The Israeli military also said it was striking Hezbollah targets in the Bekaa Valley, a region of eastern Lebanon at the Syrian border that it has pounded over the last week.
Israel’s five hours of continuous strikes on Beirut early on Saturday followed Friday’s attack, by far the most powerful by Israel on the city during the conflict with Hezbollah that has played out in parallel to the Gaza war for nearly a year.
The escalation has sharply increased fears the conflict could spiral out of control, potentially drawing in Iran, Hezbollah’s principal backer, as well as the United States.
There was no immediate confirmation of Nasrallah’s fate after Friday’s heavy strikes, but a source close to Hezbollah told Reuters he was not reachable.
“I think it’s too early to say... Sometimes they hide the fact when we succeed,” the Israeli official told reporters when asked if the strike on Friday had killed Nasrallah.
Earlier, a source close to Hezbollah told Reuters that Nasrallah was alive. Iran’s Tasnim news agency also reported he was safe. A senior Iranian security official told Reuters that Tehran was checking his status.
Israel’s attacks in Lebanon have widened to new areas this week. On Saturday, an airstrike hit the Lebanese mountain town of Bhamdoun, southeast of Beirut, Lebanese lawmaker for the area Mark Daou told Reuters.
The mayor of Bhamdoun, Walid Khayrallah, told Reuters the strike hit a large empty lot and did not cause any casualties.
Death toll rises
Hours before the latest barrage, Israeli Prime Minister Benjamin Netanyahu told the United Nations that his country had a right to continue the campaign.
“As long as Hezbollah chooses the path of war, Israel has no choice, and Israel has every right to remove this threat and return our citizens to their homes safely,” he said.
Several delegations walked out as Netanyahu approached the lectern. He later cut short his New York trip to return to Israel.
Hezbollah’s Al-Manar television reported seven buildings were destroyed.
Hours later, the Israeli military told residents in parts of Beirut’s southern suburbs to evacuate as it targeted missile launchers and weapons storage sites it said were under civilian housing.

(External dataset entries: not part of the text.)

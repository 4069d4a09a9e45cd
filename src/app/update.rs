// SPDX-License-Identifier: MPL-2.0
//! Update logic and message routing for the application.

use super::{App, Message, Screen};
use crate::ui::home::{self, Event as HomeEvent};
use crate::ui::navbar::{self, Event as NavbarEvent};
use iced::Task;

impl App {
    pub fn update(&mut self, message: Message) -> Task<Message> {
        match message {
            Message::Navbar(msg) => {
                match navbar::update(msg) {
                    NavbarEvent::OpenHome => self.screen = Screen::Home,
                    NavbarEvent::OpenGuests => self.screen = Screen::Guests,
                }
                Task::none()
            }
            Message::Home(msg) => {
                match home::update(&msg) {
                    HomeEvent::OpenGuests => self.screen = Screen::Guests,
                }
                Task::none()
            }
            Message::Guests(msg) => self.guests.update(msg).map(Message::Guests),
            Message::EscapePressed => {
                // Escape only ever dismisses the lightbox; it does not
                // navigate between screens.
                self.guests.close_lightbox();
                Task::none()
            }
        }
    }
}
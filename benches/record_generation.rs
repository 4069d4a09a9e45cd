// SPDX-License-Identifier: MPL-2.0
use criterion::{criterion_group, criterion_main, Criterion};
use guest_gallery::ui::guests::GalleryConfig;
use std::hint::black_box;

fn record_generation_benchmark(c: &mut Criterion) {
    let mut group = c.benchmark_group("record_generation");

    let default_shape = GalleryConfig::default();
    group.bench_function("generate_default_shape", |b| {
        b.iter(|| {
            // Use black_box to prevent the compiler from optimizing away the call
            let _ = black_box(default_shape.generate());
        });
    });

    let large_shape = GalleryConfig {
        max_guests: 10_000,
        ..GalleryConfig::default()
    };
    group.bench_function("generate_10k_records", |b| {
        b.iter(|| {
            let _ = black_box(large_shape.generate());
        });
    });

    group.finish();
}

criterion_group!(benches, record_generation_benchmark);
criterion_main!(benches);
// SPDX-License-Identifier: MPL-2.0
use guest_gallery::config::{self, Config};
use guest_gallery::error::Error;
use guest_gallery::ui::guests::{GalleryConfig, Message, State};
use tempfile::tempdir;

fn load_failure(id: u32) -> Message {
    Message::ImageLoaded {
        id,
        result: Err(Error::Io("no such file or directory".to_string())),
    }
}

#[test]
fn gallery_session_walkthrough() {
    // Configure 57 guests with guest 10 excluded.
    let config = Config {
        max_guests: Some(57),
        excluded_ids: Some(vec![10]),
        assets_dir: None,
    };
    let gallery = GalleryConfig::from(&config);
    let (mut state, _load_task) = State::new(gallery);

    // 56 records, ids 1..9 and 11..57 in ascending order.
    let ids: Vec<u32> = state.records().iter().map(|record| record.id).collect();
    let expected: Vec<u32> = (1..=57).filter(|id| *id != 10).collect();
    assert_eq!(ids, expected);

    // Fresh session: nothing failed, lightbox closed.
    assert_eq!(state.failed_count(), 0);
    assert!(!state.lightbox_open());

    // Image 25 fails to load; only that cell falls back.
    let _ = state.update(load_failure(25));
    assert!(state.is_failed(25));
    for id in &expected {
        if *id != 25 {
            assert!(!state.is_failed(*id));
        }
    }

    // Open guest 1 in the lightbox; its record carries the description.
    let _ = state.update(Message::CardPressed(1));
    let record = state.selected_record().expect("lightbox should be open");
    assert_eq!(record.id, 1);
    assert!(!record.description.is_empty());
    assert!(!state.is_failed(1));

    // Click outside the panel: back to closed, failure set untouched.
    let _ = state.update(Message::BackdropPressed);
    assert!(!state.lightbox_open());
    assert!(state.is_failed(25));
    assert_eq!(state.failed_count(), 1);
}

#[test]
fn configured_gallery_shape_survives_a_config_round_trip() {
    let dir = tempdir().expect("failed to create temporary directory");
    let config_path = dir.path().join("settings.toml");

    let config = Config {
        max_guests: Some(8),
        excluded_ids: Some(vec![2, 5]),
        assets_dir: Some("portraits".to_string()),
    };
    config::save_to_path(&config, &config_path).expect("failed to save config");

    let loaded = config::load_from_path(&config_path).expect("failed to load config");
    let gallery = GalleryConfig::from(&loaded);
    let records = gallery.generate();

    let ids: Vec<u32> = records.iter().map(|record| record.id).collect();
    assert_eq!(ids, vec![1, 3, 4, 6, 7, 8]);
    assert!(records
        .iter()
        .all(|record| record.image_path.starts_with("portraits")));

    dir.close().expect("failed to close temporary directory");
}
// SPDX-License-Identifier: MPL-2.0
//! Crate-wide error type shared by configuration and media loading.
//!
//! Image-load failures are deliberately not surfaced to the user: the
//! gallery converts them into a permanent per-session placeholder instead.
//! The `Image` variant exists so the async loader can report *that* a load
//! failed, not to carry a user-facing message.

use std::fmt;

#[derive(Debug, Clone)]
pub enum Error {
    Io(String),
    Image(String),
    Config(String),
}

pub type Result<T> = std::result::Result<T, Error>;

impl fmt::Display for Error {
    fn fmt(&self, f: &mut fmt::Formatter<'_>) -> fmt::Result {
        match self {
            Error::Io(msg) => write!(f, "I/O error: {msg}"),
            Error::Image(msg) => write!(f, "Image error: {msg}"),
            Error::Config(msg) => write!(f, "Configuration error: {msg}"),
        }
    }
}

impl std::error::Error for Error {}

impl From<std::io::Error> for Error {
    fn from(err: std::io::Error) -> Self {
        Error::Io(err.to_string())
    }
}

impl From<image_rs::ImageError> for Error {
    fn from(err: image_rs::ImageError) -> Self {
        Error::Image(err.to_string())
    }
}

impl From<toml::de::Error> for Error {
    fn from(err: toml::de::Error) -> Self {
        Error::Config(err.to_string())
    }
}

Hezbollah denied any weapons or arms depots were located in buildings that were hit in the Beirut suburbs, the group’s media office said in a statement.

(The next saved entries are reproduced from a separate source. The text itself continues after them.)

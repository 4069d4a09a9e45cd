// SPDX-License-Identifier: MPL-2.0
//! Application root state and orchestration between the screens.
//!
//! The `App` struct wires together the screens (home, guests) and
//! translates navigation events into screen switches. Policy decisions
//! (window sizing, configuration resolution, keyboard dismissal) stay
//! close to the main update loop so user-facing behavior is easy to audit.

mod message;
mod screen;
mod subscription;
mod update;
mod view;

pub use message::{Flags, Message};
pub use screen::Screen;

use crate::config;
use crate::ui::guests;
use iced::{window, Task, Theme};
use std::fmt;
use std::path::Path;

/// Root Iced application state bridging the navbar and the screens.
pub struct App {
    screen: Screen,
    guests: guests::State,
}

impl fmt::Debug for App {
    fn fmt(&self, f: &mut fmt::Formatter<'_>) -> fmt::Result {
        f.debug_struct("App")
            .field("screen", &self.screen)
            .field("guest_count", &self.guests.records().len())
            .finish()
    }
}

pub const WINDOW_DEFAULT_WIDTH: u32 = 1100;
pub const WINDOW_DEFAULT_HEIGHT: u32 = 750;
pub const MIN_WINDOW_WIDTH: u32 = 480;
pub const MIN_WINDOW_HEIGHT: u32 = 480;

/// Builds the window settings.
fn window_settings() -> window::Settings {
    window::Settings {
        size: iced::Size::new(WINDOW_DEFAULT_WIDTH as f32, WINDOW_DEFAULT_HEIGHT as f32),
        min_size: Some(iced::Size::new(
            MIN_WINDOW_WIDTH as f32,
            MIN_WINDOW_HEIGHT as f32,
        )),
        ..window::Settings::default()
    }
}

/// Entry point used by `main.rs` to launch the Iced application loop.
pub fn run(flags: Flags) -> iced::Result {
    use std::cell::RefCell;

    // Wrap flags in RefCell<Option<_>> to satisfy the Fn trait requirement
    // while only consuming flags once (iced requires Fn, not FnOnce).
    let boot_state = RefCell::new(Some(flags));
    let boot = move || {
        let flags = boot_state
            .borrow_mut()
            .take()
            .expect("Boot function called more than once");
        App::new(flags)
    };

    iced::application(boot, App::update, App::view)
        .title(App::title)
        .theme(App::theme)
        .window(window_settings())
        .subscription(App::subscription)
        .run()
}

impl Default for App {
    fn default() -> Self {
        let (guests, _task) = guests::State::new(guests::GalleryConfig::default());
        Self {
            screen: Screen::Home,
            guests,
        }
    }
}

impl App {
    /// Resolve the configuration, build the gallery, and kick off the
    /// image loads.
    pub fn new(flags: Flags) -> (Self, Task<Message>) {
        let config = match &flags.config_path {
            Some(path) => config::load_from_path(Path::new(path)).unwrap_or_default(),
            None => config::load().unwrap_or_default(),
        };

        let mut gallery = guests::GalleryConfig::from(&config);
        if let Some(dir) = flags.assets_dir {
            gallery.assets_dir = dir.into();
        }

        let (guests, load_task) = guests::State::new(gallery);

        (
            Self {
                screen: Screen::Home,
                guests,
            },
            load_task.map(Message::Guests),
        )
    }

    pub fn title(&self) -> String {
        match self.screen {
            Screen::Home => "Honored Guests".to_string(),
            Screen::Guests => "Honored Guests - Gallery".to_string(),
        }
    }

    pub fn theme(&self) -> Theme {
        Theme::Dark
    }
}

#[cfg(test)]
mod tests {
    use super::*;

    #[test]
    fn default_app_starts_on_home_with_default_gallery() {
        let app = App::default();
        assert_eq!(app.screen, Screen::Home);
        assert_eq!(app.guests.records().len(), 56);
    }

    #[test]
    fn title_follows_the_active_screen() {
        let mut app = App::default();
        assert_eq!(app.title(), "Honored Guests");

        app.screen = Screen::Guests;
        assert!(app.title().contains("Gallery"));
    }
}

Alaa Al-Din Saeed, a resident of a neighborhood that Israel identified as a target, told Reuters he was fleeing with his wife and three children.

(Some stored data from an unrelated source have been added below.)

// SPDX-License-Identifier: MPL-2.0
//! User interface components and state management.
//!
//! This module organizes all UI-related code following a component-based
//! architecture with the Elm-style "state down, messages up" pattern.
//!
//! # Screens
//!
//! - [`home`] - Landing screen with a call-to-action into the gallery
//! - [`guests`] - Guest gallery grid with lightbox viewing
//!
//! # Shared Infrastructure
//!
//! - [`navbar`] - Navigation bar shared by every screen
//! - [`styles`] - Centralized styling (buttons, containers, overlay)
//! - [`design_tokens`] - Design system constants (colors, spacing, sizing)

pub mod design_tokens;
pub mod guests;
pub mod home;
pub mod navbar;
pub mod styles;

“We found out on the television. There was a huge commotion in the neighborhood,” he said. The family grabbed clothes, identification papers and some cash but were stuck in traffic with others trying to flee.
“We’re going to the mountains. We’ll see how to spend the night — and tomorrow we’ll see what we can do.”
Around 100,000 people in Lebanon have been displaced this week, increasing the number uprooted in the country to well over 200,000.
Israel’s government has said that returning some 70,000 Israeli evacuees to their homes is a war aim.
Fear the fighting will spread
Hezbollah has fired hundreds of rockets and missiles against targets in Israel, including Tel Aviv. The group said it fired rockets on Friday at the northern Israeli city of Safed, where a woman was treated for minor injuries.
Israel’s air defense systems have ensured the damage has so far been minimal.
Iran, which said Friday’s attack crossed “red lines,” accused Israel of using US-made “bunker-busting” bombs.
At the UN, where the annual General Assembly met this week, the intensification prompted expressions of concern including by France, which with the US has proposed a 21-day ceasefire.
US Secretary of State Antony Blinken told a New York press conference: “We believe the way forward is through diplomacy, not conflict... We will continue to work intentionally with all parties to urge them to choose that course.”
Hezbollah opened the latest bout in a decades-long conflict with a missile barrage against Israel immediately following the Oct. 7 attack on Israel by the Palestinian militant group Hamas in Gaza last year.